Hopefully fixing the integrator will solve the problem and I hope I didn’t fry three ICs doing this.

Later that day…

OK well this is encouraging. I googled around (what I do when I’m obsessed with a nagging problem) and came across something I didn’t see before. Two other gents, using the same schematic are having very similar issues. Best part is they solved it (at least for them, who knows about me yet). Read here

So the coles notes version is that not only do I have to trim up my divider scheme on the input but I am probably missing a connection! I did think of this fix last night but I didn’t try it for some reason or other. It makes sense to because this ties REF LO, IN LOW, and ANALOG COMMON together giving us a fixed reference point. Both claimed that it fixed the issue and it started behaving properly which is good news!

What I find confusing is that it isn’t clear if I am supposed to connect IN LO to ANALOG COMMON and to ground, or if I’m only allowed to connect IN LO to ANALOG COMMON or ground (not both). The official datasheet seems to suggest I can’t do both but the forum comment claims success with connecting both. For safety reasons (the ICs are $3.80 a pop) I will try just connecting IN LOW to ANALOG COMMON/REF LO and see if I have success. If not, i’ll try connecting the lot to ground also.

As I am at my girlfriend’s place for a few days I will be unable to test it (oh why can’t I have everything in the same place?) but it will also give me a much needed break from swearing at the thing.
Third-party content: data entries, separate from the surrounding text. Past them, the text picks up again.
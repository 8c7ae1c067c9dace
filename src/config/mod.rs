pub mod cli;
pub mod toml_config;

#[cfg(feature = "cli")]
use clap::Parser;
#[cfg(feature = "cli")]
use serde::{Deserialize, Serialize};

#[cfg(feature = "cli")]
#[derive(Debug, Clone, Serialize, Deserialize, Parser)]
#[command(name = "bid-estimator")]
#[command(about = "Turn contractor service selections into a proposal price and duration estimate")]
pub struct CliConfig {
    /// Path to the proposal TOML file
    #[arg(short, long, default_value = "proposal.toml")]
    pub config: String,

    /// Override output.output_path from the config
    #[arg(long)]
    pub output_path: Option<String>,

    /// Override output.formats from the config (json, csv)
    #[arg(long, value_delimiter = ',')]
    pub format: Vec<String>,

    /// Save the first valid service as a draft
    #[arg(long)]
    pub save_draft: bool,

    /// Print the trade catalog (the config's catalog_path when set) and exit
    #[arg(long)]
    pub list_catalog: bool,

    #[arg(short, long, help = "Enable verbose output")]
    pub verbose: bool,

    #[arg(long, help = "Emit logs as JSON lines")]
    pub json_logs: bool,
}
fn plumbing() -> Trade {
    trade(
        "plumbing",
        "Plumbing",
        0.3,
        Billing::Flat,
        &["kitchen", "powder_room", "guest_bath", "master_bath", "basement", "whole_house"],
        vec![
            job(
                "water-heater",
                "Water Heater Replacement",
                (1200.0, 3000.0),
                (1, 1),
                Some("1-year labor warranty. Manufacturer warranty applies to the unit."),
                &["Gas line extension", "Permit fees"],
                &[
                    "Drain and remove existing water heater",
                    "Install new water heater",
                    "Connect supply, venting and expansion tank",
                    "Test for leaks and proper operation",
                ],
                vec![choice(
                    "heater_type",
                    "Heater type",
                    &[
                        ("tank", "Tank", 0.0, None),
                        (
                            "tankless",
                            "Tankless",
                            1800.0,
                            Some("Install tankless water heater with dedicated venting"),
                        ),
                    ],
                )],
            ),
            job(
                "fixture-replacement",
                "Fixture Replacement",
                (200.0, 600.0),
                (1, 1),
                Some("90-day labor warranty."),
                &["Fixture cost"],
                &["Remove existing fixture", "Install customer-supplied fixture", "Test for leaks"],
                Vec::new(),
            ),
            job(
                "repipe",
                "Whole House Repipe",
                (4000.0, 12000.0),
                (3, 6),
                Some("5-year workmanship warranty."),
                &["Drywall finishing and paint", "Permit fees"],
                &[
                    "Replace supply lines with PEX",
                    "Install new shutoff valves",
                    "Pressure test system",
                ],
                Vec::new(),
            ),
        ],
    )
}
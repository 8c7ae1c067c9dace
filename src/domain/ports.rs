use crate::domain::model::DraftRecord;
use crate::utils::error::Result;

/// Persistence collaborator for saved drafts.
pub trait DraftStore {
    /// Stores the record and returns the location it was written to.
    fn save_draft(&self, record: &DraftRecord) -> Result<String>;
    fn load_draft(&self, location: &str) -> Result<DraftRecord>;
}
/// ChatLink - client-side conversation synchronization core
///
/// Maintains, per conversation, a consistent paginated view of message
/// history while new messages arrive concurrently: optimistic sends are
/// rendered before server acknowledgment, reconciled against the
/// authoritative feed, and deduplicated across overlapping fetch windows
/// (initial load, poll refresh, older-history backfill). The persistence
/// backend stays behind the `RemoteMessageStore` trait.

pub mod chat_types;
pub mod config;
pub mod conversation_cache;
pub mod error;
pub mod remote_store;
pub mod session;

pub use chat_types::{ChatEvent, ConversationSummary, CounterpartProfile, DeliveryState, Message};
pub use config::SyncConfig;
pub use error::{ChatError, Result};
pub use remote_store::RemoteMessageStore;
pub use session::ChatSession;
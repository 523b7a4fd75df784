/// Error types for the conversation sync core
use thiserror::Error;

#[derive(Error, Debug)]
pub enum ChatError {
    /// Rejected before any network call (empty body, missing ids)
    #[error("Invalid argument: {0}")]
    InvalidArgument(String),

    /// Remote read failed; cache state is unchanged and the call is retryable
    #[error("Fetch failed: {0}")]
    FetchFailed(String),

    /// Remote insert failed; the optimistic entry is marked failed, not removed
    #[error("Remote error: {0}")]
    Remote(String),
}

pub type Result<T> = std::result::Result<T, ChatError>;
Here is my updated fix-it list:

  • Connect pin 32 (REF LO) to IN LOW
  • Smoke test power on
  • Check that the REF HI pin reads exactly 1V from and adjust if not
  • Conduct test measurements and rejoice if fixed, howl if not

If this turns out to be the culprit i’ll be so pleased as I don’t have to mess with swapping out caps, playing with the integrator, or checking every bloody joint on the board. Wish me luck!

Voltmeter hell

By the way – it draws about 70mA, not bad :)

It’s the sort of thing that makes you want to set your painstakingly assembled workbench on fire.
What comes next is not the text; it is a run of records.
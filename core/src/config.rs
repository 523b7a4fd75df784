/// Configuration for the sync core
use std::time::Duration;

const DEFAULT_PAGE_SIZE: usize = 50;
const DEFAULT_REFRESH_MS: u64 = 3_000;
const DEFAULT_MAX_CONVERSATIONS: usize = 32;

/// Tuning knobs for the conversation cache and its refresh loop
#[derive(Debug, Clone)]
pub struct SyncConfig {
    /// Messages fetched per page (initial load, refresh and backfill all use it)
    pub page_size: usize,

    /// Cadence of the refresh loop while a conversation is open
    pub refresh_interval: Duration,

    /// Bound on cached conversations; least-recently-touched entries beyond
    /// this are evicted (the open conversation is never evicted)
    pub max_cached_conversations: usize,
}

impl Default for SyncConfig {
    fn default() -> Self {
        Self {
            page_size: DEFAULT_PAGE_SIZE,
            refresh_interval: Duration::from_millis(DEFAULT_REFRESH_MS),
            max_cached_conversations: DEFAULT_MAX_CONVERSATIONS,
        }
    }
}

impl SyncConfig {
    /// Defaults with env overrides (nice for scripts)
    pub fn from_env() -> Self {
        let mut config = Self::default();

        if let Some(n) = std::env::var("CHATLINK_PAGE_SIZE")
            .ok()
            .and_then(|s| s.parse::<usize>().ok())
            .filter(|n| *n > 0)
        {
            config.page_size = n;
        }
        if let Some(ms) = std::env::var("CHATLINK_REFRESH_MS")
            .ok()
            .and_then(|s| s.parse::<u64>().ok())
            .filter(|ms| *ms > 0)
        {
            config.refresh_interval = Duration::from_millis(ms);
        }
        if let Some(n) = std::env::var("CHATLINK_MAX_CONVERSATIONS")
            .ok()
            .and_then(|s| s.parse::<usize>().ok())
            .filter(|n| *n > 0)
        {
            config.max_cached_conversations = n;
        }

        config
    }
}

#[cfg(test)]
mod tests {
    use super::*;

    // Env vars are process-global, so valid and invalid overrides are
    // exercised in one test to avoid interleaving
    #[test]
    fn from_env_applies_valid_overrides_and_rejects_invalid_ones() {
        std::env::set_var("CHATLINK_PAGE_SIZE", "25");
        std::env::set_var("CHATLINK_REFRESH_MS", "1500");
        std::env::set_var("CHATLINK_MAX_CONVERSATIONS", "4");

        let config = SyncConfig::from_env();
        assert_eq!(config.page_size, 25);
        assert_eq!(config.refresh_interval, Duration::from_millis(1500));
        assert_eq!(config.max_cached_conversations, 4);

        // Zero, garbage and unset values all fall back to the defaults
        std::env::set_var("CHATLINK_PAGE_SIZE", "0");
        std::env::set_var("CHATLINK_REFRESH_MS", "soon");
        std::env::remove_var("CHATLINK_MAX_CONVERSATIONS");

        let config = SyncConfig::from_env();
        assert_eq!(config.page_size, DEFAULT_PAGE_SIZE);
        assert_eq!(config.refresh_interval, Duration::from_millis(DEFAULT_REFRESH_MS));
        assert_eq!(config.max_cached_conversations, DEFAULT_MAX_CONVERSATIONS);

        std::env::remove_var("CHATLINK_PAGE_SIZE");
        std::env::remove_var("CHATLINK_REFRESH_MS");
    }
}
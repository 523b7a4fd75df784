/// Shared types for the conversation sync layer
use chrono::{DateTime, Utc};
use serde::{Deserialize, Serialize};
use uuid::Uuid;

/// Delivery lifecycle of a message as seen by the local client
#[derive(Debug, Clone, Copy, PartialEq, Eq, Serialize, Deserialize)]
#[serde(rename_all = "snake_case")]
pub enum DeliveryState {
    /// Optimistic local entry, remote insert not yet acknowledged
    Pending,
    /// Acknowledged by the remote store (has a real id)
    Confirmed,
    /// Remote insert errored; entry stays visible so the UI can show it
    Failed,
}

/// One chat message in a conversation's visible log
#[derive(Debug, Clone, Serialize, Deserialize)]
pub struct Message {
    /// Stable identifier assigned by the remote store; None until acknowledged
    pub id: Option<String>,

    /// Locally generated identifier, set at optimistic-insert time and used to
    /// match the authoritative record back to its placeholder; None for
    /// messages that originated remotely
    pub client_temp_id: Option<Uuid>,

    /// Owning conversation
    pub conversation_id: String,

    /// Author; never empty
    pub sender_id: String,

    /// Text content; non-empty after trimming
    pub body: String,

    /// Assigned by the remote store; optimistic entries carry the local send
    /// time as a provisional value until confirmation
    pub created_at: DateTime<Utc>,

    pub delivery_state: DeliveryState,
}

impl Message {
    /// True when `other` is the same logical message: same non-null remote id,
    /// or same client temp id for locally-originated entries
    pub fn same_identity(&self, other: &Message) -> bool {
        match (&self.id, &other.id) {
            (Some(a), Some(b)) => a == b,
            _ => match (self.client_temp_id, other.client_temp_id) {
                (Some(a), Some(b)) => a == b,
                _ => false,
            },
        }
    }
}

/// Display metadata for the other party in a two-person conversation
#[derive(Debug, Clone, Serialize, Deserialize)]
pub struct CounterpartProfile {
    pub id: Option<String>,
    pub name: String,
    pub avatar: String,
    pub status: String,
}

impl Default for CounterpartProfile {
    /// Fallbacks shown when the remote store has no profile row
    fn default() -> Self {
        Self {
            id: None,
            name: "Unknown User".to_string(),
            avatar: "/default-avatar.jpg".to_string(),
            status: "offline".to_string(),
        }
    }
}

/// Summary of one conversation thread (for the list view)
#[derive(Debug, Clone, Serialize, Deserialize)]
pub struct ConversationSummary {
    pub conversation_id: String,
    pub name: String,
    /// Preview text of the last message ("No messages yet" when empty)
    pub last_message_preview: String,
    pub counterpart: CounterpartProfile,
}

/// Events emitted by the session as the cache changes.
///
/// The merge contract is transport-agnostic: today these are fed by the
/// polling refresh loop, but a push transport could emit the same stream
/// without touching the cache.
#[derive(Debug, Clone, Serialize, Deserialize)]
#[serde(tag = "type", rename_all = "snake_case")]
pub enum ChatEvent {
    /// A message entered the visible log (remote arrival or optimistic send)
    NewMessage { message: Message },
    /// A message we sent was acknowledged by the remote store
    MessageDelivered { message: Message },
    /// A message we sent failed to insert remotely
    MessageFailed { client_temp_id: Uuid },
}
In my last post, I postulated that I could eliminate the calibration problems with my ICL7107 voltmeter by giving it an isolated power supply and altering the output resisters to a more sane configuration. Sadly, I’ve done both and it’s exactly the same result! Bastard.
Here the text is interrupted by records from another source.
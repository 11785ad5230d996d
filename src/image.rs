//! Logo image format detection.
//!
//! Logos end up either copied next to the page or inlined as data URIs, so
//! the MIME type has to come from what the file actually contains. The file
//! content decides the format; a file name that claims a different image
//! format is rejected rather than trusted.

use anyhow::{Result, bail};
use std::path::Path;

/// Image formats accepted as partner logos
#[derive(Debug, Clone, Copy, PartialEq, Eq)]
pub enum ImageFormat {
    Png,
    Jpeg,
    Webp,
    Svg,
}

/// Leading bytes of each raster format. WebP is matched separately because
/// its tag sits after the RIFF chunk size.
const SIGNATURES: [(&[u8], ImageFormat); 2] = [
    (b"\x89PNG\r\n\x1a\n", ImageFormat::Png),
    (b"\xFF\xD8\xFF", ImageFormat::Jpeg),
];

/// How far into a file the SVG root element is searched for.
const SVG_SNIFF_LEN: usize = 1024;

impl ImageFormat {
    /// MIME type for data URLs
    pub fn mime_type(&self) -> &'static str {
        match self {
            Self::Png => "image/png",
            Self::Jpeg => "image/jpeg",
            Self::Webp => "image/webp",
            Self::Svg => "image/svg+xml",
        }
    }

    /// File extension without dot
    pub fn extension(&self) -> &'static str {
        match self {
            Self::Png => "png",
            Self::Jpeg => "jpg",
            Self::Webp => "webp",
            Self::Svg => "svg",
        }
    }

    /// Format a file name claims through its extension, if any.
    pub fn from_extension(path: &Path) -> Option<Self> {
        let ext = path.extension()?.to_str()?.to_ascii_lowercase();

        match ext.as_str() {
            "png" => Some(Self::Png),
            "jpg" | "jpeg" => Some(Self::Jpeg),
            "webp" => Some(Self::Webp),
            "svg" => Some(Self::Svg),
            _ => None,
        }
    }

    /// Format of the content itself, if it is a supported image.
    pub fn sniff(bytes: &[u8]) -> Option<Self> {
        if let Some((_, format)) = SIGNATURES.iter().find(|(sig, _)| bytes.starts_with(sig)) {
            return Some(*format);
        }

        if bytes.len() >= 12 && bytes.starts_with(b"RIFF") && &bytes[8..12] == b"WEBP" {
            return Some(Self::Webp);
        }

        has_svg_root(bytes).then_some(Self::Svg)
    }
}

/// Detects the image format of a logo file.
///
/// The content is authoritative. The path only takes part as a consistency
/// check: an image extension naming another format is an error, while an
/// unknown or missing extension is accepted.
///
/// # Arguments
///
/// * `bytes`: File content
/// * `path`: File path, used in messages and for the extension check
///
/// # Errors
///
/// Returns error if the content is not a supported image, or if the file
/// extension names a different image format than the content.
///
/// # Examples
///
/// ```
/// use parceiros::{ImageFormat, detect_image_format};
/// use std::path::Path;
///
/// let png = b"\x89PNG\r\n\x1a\n";
/// assert_eq!(detect_image_format(png, Path::new("logo")).ok(), Some(ImageFormat::Png));
/// assert!(detect_image_format(png, Path::new("logo.jpg")).is_err());
/// assert!(detect_image_format(b"hello", Path::new("logo.jpg")).is_err());
/// ```
pub fn detect_image_format(bytes: &[u8], path: &Path) -> Result<ImageFormat> {
    let Some(format) = ImageFormat::sniff(bytes) else {
        bail!("Unrecognized image format: {}", path.display());
    };

    if let Some(named) = ImageFormat::from_extension(path)
        && named != format
    {
        bail!(
            "Logo extension does not match its content: {} holds {} data",
            path.display(),
            format.extension()
        );
    }

    Ok(format)
}

/// True when `<svg` opens the document, after an optional XML prolog.
fn has_svg_root(bytes: &[u8]) -> bool {
    let head = &bytes[..bytes.len().min(SVG_SNIFF_LEN)];
    let Ok(text) = std::str::from_utf8(head) else {
        return false;
    };

    let mut rest = text.trim_start_matches('\u{feff}').trim_start();
    for (open, close) in [("<?xml", "?>"), ("<!--", "-->"), ("<!DOCTYPE", ">")] {
        if let Some(after) = rest.strip_prefix(open) {
            let Some(end) = after.find(close) else {
                return false;
            };
            rest = after[end + close.len()..].trim_start();
        }
    }

    rest.starts_with("<svg")
}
This is the sort of thing where you have to take a step back before taking a hammer to the thing – it’s really frustrating. Yes – I know I should be patient and work through it logically – and I will, but what an annoying problem.

The 200V range seems to give me good results regardless which is great actually, I can use that to find fault with the others. I calibrated the ref voltage to 1V no problem, the 200V range seems to work whether it’s 1.4V, 5V or 12V no worries. It’s the other ranges I would like to introduce to a rabid tiger. The 20V I can get somewhat close to the 200V at lower voltages but it reduces to half at 12V and is off the map in the 2V range. By the way, the 2V range is just whacky and bears no resemblance I can see to reality.

Yes, I’ve tried other ICs, I have a whole collection I’ve been swapping out to no effect.

Obviously, I’ve botched the job and need to troubleshoot every bloody connection. Best thing to do is to breadboard up another one and play with it because really – I’m sick of bodge soldering. It’s just wrecking my board at this point.

There is a solution. I will find it. Most likely it’s my output resistors forming wonky voltage dividers again, perhaps switching to 1% and getting close to those magic numbers I put in the last post would help. Other than that, I can only think that I have a dead cap (i’ve already replaced half of them) or have something mis-wired that I missed. Either or both are possible.

Time to hit the books, well – the datasheet – and find a solution. Stay with me, I’m not by any means abandoning it, it’s made me mad now which means I will solve it.